=== Exercise requirements ===
Every line that holds the word "severities" needs to be copied from the data below.

[Collected data]
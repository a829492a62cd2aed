//! Central funnel for timezone failures
//!
//! Every failure the resolver (or anything built on it) falls back from is
//! recorded here, logged, and fanned out to notification subscribers. With
//! no subscribers the message still reaches the log, so nothing is silent
//! before a UI is attached.

use std::collections::VecDeque;
use std::fmt::Display;
use std::panic::{AssertUnwindSafe, catch_unwind};
use std::sync::atomic::{AtomicU64, Ordering};
use std::sync::{Arc, Mutex, MutexGuard, PoisonError};

use chrono::SecondsFormat;
use taiso_api::{Severity, TimezoneErrorEntry, TimezoneErrorKind, TimezoneInfo};
use tracing::{error, info, warn};

/// Default number of entries kept in the error log
pub const DEFAULT_ERROR_LOG_CAPACITY: usize = 50;

/// Callback receiving a user-facing message and its severity
pub type NotificationCallback = Arc<dyn Fn(&str, Severity) + Send + Sync>;

/// Handle returned by `subscribe`, used to unsubscribe
#[derive(Debug, Clone, Copy, PartialEq, Eq, Hash)]
pub struct SubscriptionId(u64);

impl SubscriptionId {
    pub fn as_u64(&self) -> u64 {
        self.0
    }
}

/// Allocates process-unique subscription ids, shared by every registry
/// that hands out [`SubscriptionId`]s.
pub fn next_subscription_id() -> SubscriptionId {
    static NEXT: AtomicU64 = AtomicU64::new(1);
    SubscriptionId(NEXT.fetch_add(1, Ordering::Relaxed))
}

/// Lock that survives a poisoned mutex. Subscriber panics are caught on
/// purpose, so poisoning must not take the reporter down with them.
fn lock<T>(m: &Mutex<T>) -> MutexGuard<'_, T> {
    m.lock().unwrap_or_else(PoisonError::into_inner)
}

/// Registry of timezone errors and notification subscribers
pub struct TimezoneErrorReporter {
    capacity: usize,
    log: Mutex<VecDeque<TimezoneErrorEntry>>,
    subscribers: Mutex<Vec<(SubscriptionId, NotificationCallback)>>,
}

impl TimezoneErrorReporter {
    pub fn new() -> Self {
        Self::with_capacity(DEFAULT_ERROR_LOG_CAPACITY)
    }

    /// Create a reporter keeping at most `capacity` log entries
    pub fn with_capacity(capacity: usize) -> Self {
        let capacity = capacity.max(1);
        Self {
            capacity,
            log: Mutex::new(VecDeque::with_capacity(capacity)),
            subscribers: Mutex::new(Vec::new()),
        }
    }

    pub fn capacity(&self) -> usize {
        self.capacity
    }

    /// Record a failure and notify subscribers with the kind's canned message
    pub fn report(
        &self,
        kind: TimezoneErrorKind,
        message: impl Into<String>,
        fallback_action: impl Into<String>,
    ) {
        let entry = TimezoneErrorEntry {
            kind,
            message: message.into(),
            fallback_action: fallback_action.into(),
            timestamp: taiso_util::now().to_rfc3339_opts(SecondsFormat::Millis, true),
        };

        error!(kind = kind.as_str(), message = %entry.message, "Timezone error");
        info!(fallback = %entry.fallback_action, "Fallback action");

        {
            let mut log = lock(&self.log);
            while log.len() >= self.capacity {
                log.pop_front();
            }
            log.push_back(entry);
        }

        self.notify(kind.user_message(), kind.severity());
    }

    /// Deliver a message to every subscriber.
    ///
    /// A panicking subscriber is logged and skipped; the rest still run.
    pub fn notify(&self, message: &str, severity: Severity) {
        let subscribers: Vec<NotificationCallback> = lock(&self.subscribers)
            .iter()
            .map(|(_, cb)| cb.clone())
            .collect();

        if subscribers.is_empty() {
            warn!(target: "taiso::notify", severity = severity.as_str(), "User notification: {}", message);
            return;
        }

        for callback in subscribers {
            if catch_unwind(AssertUnwindSafe(|| callback(message, severity))).is_err() {
                error!("Notification callback panicked");
            }
        }
    }

    /// Notify at error severity
    pub fn notify_error(&self, message: &str) {
        self.notify(message, Severity::Error);
    }

    pub fn subscribe<F>(&self, callback: F) -> SubscriptionId
    where
        F: Fn(&str, Severity) + Send + Sync + 'static,
    {
        let id = next_subscription_id();
        lock(&self.subscribers).push((id, Arc::new(callback)));
        id
    }

    /// Returns whether the subscription existed
    pub fn unsubscribe(&self, id: SubscriptionId) -> bool {
        let mut subscribers = lock(&self.subscribers);
        let before = subscribers.len();
        subscribers.retain(|(sub_id, _)| *sub_id != id);
        subscribers.len() != before
    }

    pub fn unsubscribe_all(&self) {
        lock(&self.subscribers).clear();
    }

    pub fn subscriber_count(&self) -> usize {
        lock(&self.subscribers).len()
    }

    /// Copy of the error log, oldest first
    pub fn error_log(&self) -> Vec<TimezoneErrorEntry> {
        lock(&self.log).iter().cloned().collect()
    }

    pub fn clear_log(&self) {
        lock(&self.log).clear();
    }

    /// Number of logged entries of `kind`, or of every kind for `None`
    pub fn count_by_kind(&self, kind: Option<TimezoneErrorKind>) -> usize {
        let log = lock(&self.log);
        match kind {
            Some(kind) => log.iter().filter(|e| e.kind == kind).count(),
            None => log.len(),
        }
    }

    /// Report a detection failure and return a ready-to-use UTC snapshot
    pub fn handle_detection_failure(&self, err: &dyn Display) -> TimezoneInfo {
        self.report(
            TimezoneErrorKind::DetectionFailed,
            format!("Failed to detect user timezone: {}", err),
            "Using UTC",
        );
        TimezoneInfo::utc_fallback(taiso_util::now())
    }

    pub fn handle_invalid_timezone(&self, timezone: &str, operation: &str) {
        self.report(
            TimezoneErrorKind::InvalidTimezone,
            format!("Invalid timezone '{}' in {}", timezone, operation),
            "Falling back to UTC",
        );
    }

    pub fn handle_conversion_error(&self, operation: &str, err: &dyn Display) {
        self.report(
            TimezoneErrorKind::ConversionError,
            format!("{} failed: {}", operation, err),
            "Returning the unconverted value",
        );
    }
}

impl Default for TimezoneErrorReporter {
    fn default() -> Self {
        Self::new()
    }
}

impl std::fmt::Debug for TimezoneErrorReporter {
    fn fmt(&self, f: &mut std::fmt::Formatter<'_>) -> std::fmt::Result {
        f.debug_struct("TimezoneErrorReporter")
            .field("capacity", &self.capacity)
            .field("entries", &lock(&self.log).len())
            .field("subscribers", &lock(&self.subscribers).len())
            .finish()
    }
}

#[cfg(test)]
mod tests {
    use super::*;

    fn collecting(reporter: &TimezoneErrorReporter) -> (SubscriptionId, Arc<Mutex<Vec<(String, Severity)>>>) {
        let seen = Arc::new(Mutex::new(Vec::new()));
        let sink = seen.clone();
        let id = reporter.subscribe(move |msg, sev| sink.lock().unwrap().push((msg.to_string(), sev)));
        (id, seen)
    }

    #[test]
    fn report_records_entry() {
        let reporter = TimezoneErrorReporter::new();
        reporter.report(TimezoneErrorKind::DetectionFailed, "test error", "fallback");

        let log = reporter.error_log();
        assert_eq!(log.len(), 1);
        assert_eq!(log[0].kind, TimezoneErrorKind::DetectionFailed);
        assert_eq!(log[0].message, "test error");
        assert_eq!(log[0].fallback_action, "fallback");
        assert!(!log[0].timestamp.is_empty());
    }

    #[test]
    fn report_sends_canned_message_not_raw_message() {
        let reporter = TimezoneErrorReporter::new();
        let (_, seen) = collecting(&reporter);

        reporter.report(TimezoneErrorKind::InvalidTimezone, "raw detail", "fallback");

        let seen = seen.lock().unwrap();
        assert_eq!(seen.len(), 1);
        assert_eq!(seen[0].0, TimezoneErrorKind::InvalidTimezone.user_message());
        assert_eq!(seen[0].1, Severity::Warning);
    }

    #[test]
    fn severity_follows_kind() {
        let reporter = TimezoneErrorReporter::new();
        let (_, seen) = collecting(&reporter);

        for kind in TimezoneErrorKind::ALL {
            reporter.report(kind, "test", "fallback");
        }

        let severities: Vec<Severity> = seen.lock().unwrap().iter().map(|(_, s)| *s).collect();
        assert_eq!(
            severities,
            vec![Severity::Warning, Severity::Warning, Severity::Error]
        );
    }

    #[test]
    fn notify_passes_message_through() {
        let reporter = TimezoneErrorReporter::new();
        let (_, seen) = collecting(&reporter);

        reporter.notify("hello", Severity::Info);
        reporter.notify_error("oops");

        let seen = seen.lock().unwrap();
        assert_eq!(seen[0], ("hello".to_string(), Severity::Info));
        assert_eq!(seen[1], ("oops".to_string(), Severity::Error));
    }

    #[test]
    fn panicking_subscriber_does_not_block_others() {
        let reporter = TimezoneErrorReporter::new();
        reporter.subscribe(|_, _| panic!("subscriber failure"));
        let (_, seen) = collecting(&reporter);

        reporter.notify("still delivered", Severity::Warning);

        assert_eq!(seen.lock().unwrap().len(), 1);
    }

    #[test]
    fn notify_without_subscribers_is_harmless() {
        let reporter = TimezoneErrorReporter::new();
        reporter.notify("nobody listening", Severity::Warning);
        assert_eq!(reporter.subscriber_count(), 0);
    }

    #[test]
    fn unsubscribe_and_unsubscribe_all() {
        let reporter = TimezoneErrorReporter::new();
        let (first, seen_first) = collecting(&reporter);
        let (_, seen_second) = collecting(&reporter);

        reporter.notify("one", Severity::Error);
        assert!(reporter.unsubscribe(first));
        assert!(!reporter.unsubscribe(first));
        reporter.notify("two", Severity::Error);

        assert_eq!(seen_first.lock().unwrap().len(), 1);
        assert_eq!(seen_second.lock().unwrap().len(), 2);

        reporter.unsubscribe_all();
        reporter.notify("three", Severity::Error);
        assert_eq!(seen_second.lock().unwrap().len(), 2);
    }

    #[test]
    fn log_is_bounded_and_evicts_oldest() {
        let reporter = TimezoneErrorReporter::new();
        for i in 0..=50 {
            reporter.report(TimezoneErrorKind::ConversionError, format!("error {}", i), "fallback");
        }

        let log = reporter.error_log();
        assert_eq!(log.len(), 50);
        assert_eq!(log[0].message, "error 1");
        assert_eq!(log[49].message, "error 50");
    }

    #[test]
    fn custom_capacity() {
        let reporter = TimezoneErrorReporter::with_capacity(3);
        for i in 0..5 {
            reporter.report(TimezoneErrorKind::ConversionError, format!("e{}", i), "f");
        }
        let messages: Vec<String> = reporter.error_log().into_iter().map(|e| e.message).collect();
        assert_eq!(messages, vec!["e2", "e3", "e4"]);
    }

    #[test]
    fn count_by_kind() {
        let reporter = TimezoneErrorReporter::new();
        reporter.report(TimezoneErrorKind::DetectionFailed, "a", "f");
        reporter.report(TimezoneErrorKind::DetectionFailed, "b", "f");
        reporter.report(TimezoneErrorKind::ConversionError, "c", "f");

        assert_eq!(reporter.count_by_kind(None), 3);
        assert_eq!(reporter.count_by_kind(Some(TimezoneErrorKind::DetectionFailed)), 2);
        assert_eq!(reporter.count_by_kind(Some(TimezoneErrorKind::ConversionError)), 1);
        assert_eq!(reporter.count_by_kind(Some(TimezoneErrorKind::InvalidTimezone)), 0);

        reporter.clear_log();
        assert_eq!(reporter.count_by_kind(None), 0);
    }

    #[test]
    fn error_log_is_a_copy() {
        let reporter = TimezoneErrorReporter::new();
        reporter.report(TimezoneErrorKind::DetectionFailed, "a", "f");
        let mut copy = reporter.error_log();
        copy.clear();
        assert_eq!(reporter.error_log().len(), 1);
    }

    #[test]
    fn detection_failure_helper_returns_utc() {
        let reporter = TimezoneErrorReporter::new();
        let info = reporter.handle_detection_failure(&"platform said no");

        assert_eq!(info.timezone, "UTC");
        assert_eq!(info.offset, 0);
        assert_eq!(info.local_time, info.utc_time.naive_utc());

        let log = reporter.error_log();
        assert_eq!(log.len(), 1);
        assert_eq!(log[0].kind, TimezoneErrorKind::DetectionFailed);
    }

    #[test]
    fn invalid_and_conversion_helpers_log_kind() {
        let reporter = TimezoneErrorReporter::new();
        reporter.handle_invalid_timezone("Invalid/Timezone", "test operation");
        reporter.handle_conversion_error("test conversion", &"boom");

        let log = reporter.error_log();
        assert_eq!(log[0].kind, TimezoneErrorKind::InvalidTimezone);
        assert!(log[0].message.contains("Invalid/Timezone"));
        assert_eq!(log[1].kind, TimezoneErrorKind::ConversionError);
    }
}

=== Task result ===
        let severities: Vec<Severity> = seen.lock().unwrap().iter().map(|(_, s)| *s).collect();
            severities,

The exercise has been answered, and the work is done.